Paparan pertama tersebut ditutup Benno dengan empat poin kesimpulan, yaitu (a) pentingnya evaluasi aspek sosial bagi pengelolaan persampahan, (b) perlunya pemahaman lebih dalam mengenai perilaku masyarakat, (c) perlunya mencari pendekatan rekayasa sosial yang tepat, dan (d) perlunya pengembangan jejaring kelembagaan penguatan perilaku masyarakat.

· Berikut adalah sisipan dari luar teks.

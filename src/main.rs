//! Binary entrypoint for the wagonwheel CLI.
//!
//! Commands:
//! - `init` - write a starter `config.toml` and create the data directory
//! - `stock [--count <n>] [--seed <s>]` - roll and print a sample stock
//! - `status` - summarize configuration and stored players
//! - `start` - run the cart with an interactive console surface on stdin/stdout
use std::sync::Arc;
use std::time::Duration;

use anyhow::{anyhow, Result};
use clap::{Parser, Subcommand};
use log::{debug, info, warn};
use tokio::io::{AsyncBufReadExt, BufReader};

use wagonwheel::cart::catalog::ItemCatalog;
use wagonwheel::cart::dice::RandDice;
use wagonwheel::cart::events::{CartEvent, EventBus};
use wagonwheel::cart::ledger::{CharacterStore, Ledger};
use wagonwheel::cart::listing::format_offer_listing;
use wagonwheel::cart::stock::StockGenerator;
use wagonwheel::cart::surface::LocalSurface;
use wagonwheel::cart::types::{ChannelId, GuildId, Reaction, UserId, NUMBER_EMOJIS};
use wagonwheel::cart::{CartService, OpenOutcome};
use wagonwheel::config::Config;
use wagonwheel::storage::{CartStore, CartStoreBuilder};

#[derive(Parser)]
#[command(name = "wagonwheel")]
#[command(about = "A traveling merchant cart for text adventure games")]
#[command(version)]
struct Cli {
    #[command(subcommand)]
    command: Commands,

    /// Configuration file path (can be used before or after subcommand)
    #[arg(short, long, default_value = "config.toml", global = true)]
    config: String,

    /// Verbose logging (-v, -vv for more; may appear before or after subcommand)
    #[arg(short, long, action = clap::ArgAction::Count, global = true)]
    verbose: u8,
}

#[derive(Subcommand)]
enum Commands {
    /// Write a default configuration and create the data directory
    Init,
    /// Roll a sample stock and print it
    Stock {
        /// Number of offers (defaults to the configured stock_count)
        #[arg(short = 'n', long)]
        count: Option<usize>,
        /// Fixed RNG seed
        #[arg(short, long)]
        seed: Option<u64>,
    },
    /// Show configuration and storage summary
    Status,
    /// Run the cart with an interactive console
    Start,
}

const CONSOLE_HELP: &str = "\
commands:
  open <guild> <channel> [bypass]   bring the cart
  close <guild>                     send the cart away
  react <guild> <user> <1-9>        react to the guild's cart
  say <channel> <user> <text>       type a message (quantity replies)
  balance <user> | deposit <user> <amount> | sheet <user>
  status <guild> | help | quit";

#[tokio::main]
async fn main() -> Result<()> {
    let cli = Cli::parse();

    let pre_config = match cli.command {
        Commands::Init => None,
        _ => Config::load(&cli.config).await.ok(),
    };
    init_logging(&pre_config, cli.verbose);

    match cli.command {
        Commands::Init => {
            info!("Initializing new cart configuration");
            Config::create_default(&cli.config).await?;
            info!("Configuration file created at {}", cli.config);
            let cfg = Config::default();
            let store = CartStore::open(cfg.db_path())?;
            info!(
                "Initialized cart store at {} ({} characters)",
                cfg.db_path().display(),
                store.len_characters()
            );
        }
        Commands::Stock { count, seed } => {
            let config = pre_config.unwrap_or_default();
            let catalog = load_catalog(&config)?;
            let mut dice = match seed.or(config.cart.rng_seed) {
                Some(seed) => RandDice::seeded(seed),
                None => RandDice::from_entropy(),
            };
            let stock = StockGenerator::new(&catalog, config.cart.enable_chests)
                .generate(count.unwrap_or(config.cart.stock_count), &mut dice)?;
            println!(
                "{}",
                format_offer_listing(&config.cart.cart_name, &stock, &config.bank.currency_name)
            );
        }
        Commands::Status => {
            let config = match pre_config {
                Some(c) => c,
                None => Config::load(&cli.config).await?,
            };
            let catalog = load_catalog(&config)?;
            let store = CartStore::open(config.db_path())?;
            println!("cart:        {}", config.cart.cart_name);
            println!("chests:      {}", if config.cart.enable_chests { "on" } else { "off" });
            println!("stock size:  {}", config.cart.stock_count);
            println!("catalog:     {} items", catalog.len());
            println!("characters:  {}", store.len_characters());
            let mut guilds: Vec<_> = config.guilds.iter().collect();
            guilds.sort_by(|a, b| a.0.cmp(b.0));
            for (id, g) in guilds {
                println!(
                    "guild {}: timeout {}s, channels {:?}, cartroom {:?}, schedule {}",
                    id,
                    g.cart_timeout,
                    g.cart_channels,
                    g.cartroom,
                    if g.cooldown > 0 { format!("every {}s", g.cooldown) } else { "off".into() }
                );
            }
        }
        Commands::Start => {
            let config = match pre_config {
                Some(c) => c,
                None => Config::load(&cli.config).await?,
            };
            info!("Starting wagonwheel v{}", env!("CARGO_PKG_VERSION"));
            run_console(config).await?;
        }
    }

    Ok(())
}

fn load_catalog(config: &Config) -> Result<ItemCatalog> {
    let catalog = match &config.storage.catalog_file {
        Some(path) => ItemCatalog::load(path)?,
        None => ItemCatalog::bundled()?,
    };
    if catalog.is_empty() {
        return Err(anyhow!("item catalog is empty"));
    }
    Ok(catalog)
}

async fn run_console(config: Config) -> Result<()> {
    let catalog = Arc::new(load_catalog(&config)?);
    let store = Arc::new(
        CartStoreBuilder::new(config.db_path())
            .currency_name(config.bank.currency_name.clone())
            .starting_balance(config.bank.starting_balance)
            .open()?,
    );
    let surface = Arc::new(LocalSurface::new().with_echo(true));
    let events = Arc::new(EventBus::default());
    let config = Arc::new(config);
    let service = CartService::new(
        Arc::clone(&config),
        catalog,
        surface.clone(),
        store.clone(),
        store.clone(),
        events.clone(),
    );

    let listener = service.spawn_reaction_listener();
    let mut schedulers = Vec::new();
    for (guild, settings) in config.scheduled_guilds() {
        let service = service.clone();
        let channel = ChannelId(settings.cart_channels[0]);
        info!("cart scheduled in guild {} every {}s", guild, settings.cooldown);
        schedulers.push(tokio::spawn(async move {
            let mut ticker = tokio::time::interval(Duration::from_secs(settings.cooldown));
            loop {
                ticker.tick().await;
                match service.open_cart(guild, channel, false).await {
                    Ok(outcome) if !outcome.is_opened() => {
                        debug!("scheduled cart in guild {} skipped", guild)
                    }
                    Ok(_) => {}
                    Err(e) => warn!("scheduled cart in guild {} failed: {}", guild, e),
                }
            }
        }));
    }
    let mut arrivals = events.subscribe();
    let announcer = tokio::spawn(async move {
        while let Ok(event) = arrivals.recv().await {
            if let CartEvent::Arrived { guild, channel } = event {
                info!("cart arriving in guild {} channel {}", guild, channel);
            }
        }
    });

    println!("{}", CONSOLE_HELP);
    let mut lines = BufReader::new(tokio::io::stdin()).lines();
    while let Some(line) = lines.next_line().await? {
        let words: Vec<&str> = line.split_whitespace().collect();
        if words.is_empty() {
            continue;
        }
        match console_command(&service, &surface, &store, &words).await {
            Ok(true) => {}
            Ok(false) => break,
            Err(e) => println!("error: {}", e),
        }
    }

    listener.abort();
    announcer.abort();
    for task in schedulers {
        task.abort();
    }
    for guild in service.state().open_guilds().await {
        service.close_cart(guild).await;
    }
    info!("wagonwheel stopped");
    Ok(())
}

fn id_arg(words: &[&str], i: usize, what: &str) -> Result<u64> {
    words
        .get(i)
        .ok_or_else(|| anyhow!("missing {}", what))?
        .parse::<u64>()
        .map_err(|_| anyhow!("{} must be a number", what))
}

/// Run one console line. Returns `false` to quit.
async fn console_command(
    service: &CartService,
    surface: &LocalSurface,
    store: &CartStore,
    words: &[&str],
) -> Result<bool> {
    match words[0] {
        "quit" | "exit" => return Ok(false),
        "help" => println!("{}", CONSOLE_HELP),
        "open" => {
            let guild = GuildId(id_arg(words, 1, "guild")?);
            let channel = ChannelId(id_arg(words, 2, "channel")?);
            let bypass = words.get(3) == Some(&"bypass");
            match service.open_cart(guild, channel, bypass).await? {
                OpenOutcome::Opened(snapshot) => {
                    println!("cart open for {}s", snapshot.countdown_secs)
                }
                OpenOutcome::Suppressed(reason) => println!("no cart: {:?}", reason),
            }
        }
        "close" => {
            let guild = GuildId(id_arg(words, 1, "guild")?);
            if !service.close_cart(guild).await {
                println!("no cart in guild {}", guild);
            }
        }
        "react" => {
            let guild = GuildId(id_arg(words, 1, "guild")?);
            let user = UserId(id_arg(words, 2, "user")?);
            let n = id_arg(words, 3, "offer number")? as usize;
            let emoji = n
                .checked_sub(1)
                .and_then(|i| NUMBER_EMOJIS.get(i))
                .ok_or_else(|| anyhow!("offer number must be 1-9"))?;
            let (snapshot, _) = service
                .status(guild)
                .await
                .ok_or_else(|| anyhow!("no cart in guild {}", guild))?;
            store.ensure_account(user)?;
            let heard = surface.inject_reaction(Reaction {
                guild,
                message: snapshot.message,
                user,
                emoji: emoji.to_string(),
            });
            if !heard {
                warn!("reaction by {} in guild {} went unheard", user, guild);
            }
        }
        "say" => {
            let channel = ChannelId(id_arg(words, 1, "channel")?);
            let user = UserId(id_arg(words, 2, "user")?);
            let text = words.get(3..).map(|w| w.join(" ")).unwrap_or_default();
            surface.inject_reply(channel, user, &text);
        }
        "balance" => {
            let user = UserId(id_arg(words, 1, "user")?);
            println!("{}: {}", user, store.balance(user).await?);
        }
        "deposit" => {
            let user = UserId(id_arg(words, 1, "user")?);
            let amount = id_arg(words, 2, "amount")?;
            println!("{}: {}", user, store.deposit(user, amount).await?);
        }
        "sheet" => {
            let user = UserId(id_arg(words, 1, "user")?);
            let sheet = store.load(user).await?;
            println!(
                "{}: chests normal {} rare {} epic {}",
                user, sheet.treasure[0], sheet.treasure[1], sheet.treasure[2]
            );
            for (name, stack) in &sheet.backpack {
                println!("  {} x{} ({})", name, stack.owned, stack.item.rarity.as_str());
            }
        }
        "status" => {
            let guild = GuildId(id_arg(words, 1, "guild")?);
            match service.status(guild).await {
                Some((snapshot, countdown)) => {
                    println!(
                        "{} in channel {}: {} offers, {} buying, leaves in {}",
                        snapshot.cart_name,
                        snapshot.channel,
                        snapshot.stock.len(),
                        snapshot.active_buyers,
                        countdown.map(|t| t.text()).unwrap_or_else(|| "?".into())
                    );
                }
                None => println!("no cart in guild {}", guild),
            }
        }
        other => println!("unknown command '{}' (try help)", other),
    }
    Ok(true)
}

fn init_logging(config: &Option<Config>, verbosity: u8) {
    use std::io::Write;
    let mut builder = env_logger::Builder::new();
    // CLI verbosity wins; otherwise the configured level
    let base_level = match verbosity {
        0 => config
            .as_ref()
            .and_then(|c| c.logging.level.parse().ok())
            .unwrap_or(log::LevelFilter::Info),
        1 => log::LevelFilter::Debug,
        _ => log::LevelFilter::Trace,
    };
    builder.filter_level(base_level);
    let log_file = config
        .as_ref()
        .and_then(|c| c.logging.file.as_ref())
        .and_then(|path| {
            std::fs::OpenOptions::new()
                .create(true)
                .append(true)
                .open(path)
                .ok()
        });
    if let Some(f) = log_file {
        let file = std::sync::Mutex::new(f);
        // mirror to the console only when someone is watching it
        let is_tty = atty::is(atty::Stream::Stdout);
        builder.format(move |fmt, record| {
            let ts = chrono::Utc::now().format("%Y-%m-%dT%H:%M:%SZ");
            let line = format!("{} [{}] {}", ts, record.level(), record.args());
            if let Ok(mut guard) = file.lock() {
                let _ = writeln!(guard, "{}", line);
            }
            if is_tty {
                writeln!(fmt, "{}", line)
            } else {
                Ok(())
            }
        });
    } else {
        builder.format(|fmt, record| {
            let ts = chrono::Utc::now().format("%Y-%m-%dT%H:%M:%SZ");
            writeln!(fmt, "{} [{}] {}", ts, record.level(), record.args())
        });
    }
    let _ = builder.try_init();
}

Pengaruh Perilaku Berkendara terhadap Emisi yang Dihasilkan
Adyati Pradini melanjutkan paparan dengan menjelaskan hasil penelitiannya mengenai emisi kendaraan bermotor. Terdapat dua jenis emisi: emisi hasil pembakaran sempurna dan emisi hasil pembakaran tidak sempurna. Semakin tidak sempurna pembakaran, semakin buruk dampak yang dihasilkan.
Dia menjelaskan, dampak emisi berpengaruh bagi lingkungan dan kesehatan. Untuk lingkungan, emisi dapat memicu pemanasan global dan SMOG fotokomia, serta menghasilkan debu yang menyebabkan jarak pandang terbatas. Sementara untuk kesehatan, emisi dapat menyebabkan iritasi dan ISPA karena zatnya yang bersifat karsinogenik. Karena populasi kendaran bermotor terus, dampak yang dihasilkan bisa terus memburuk. “Masyarakat perlu berperan untuk mengurangi emisi kendaraan melalui perlakuan pada kendaraan dan perilaku mengemudi,” ujar Adyati.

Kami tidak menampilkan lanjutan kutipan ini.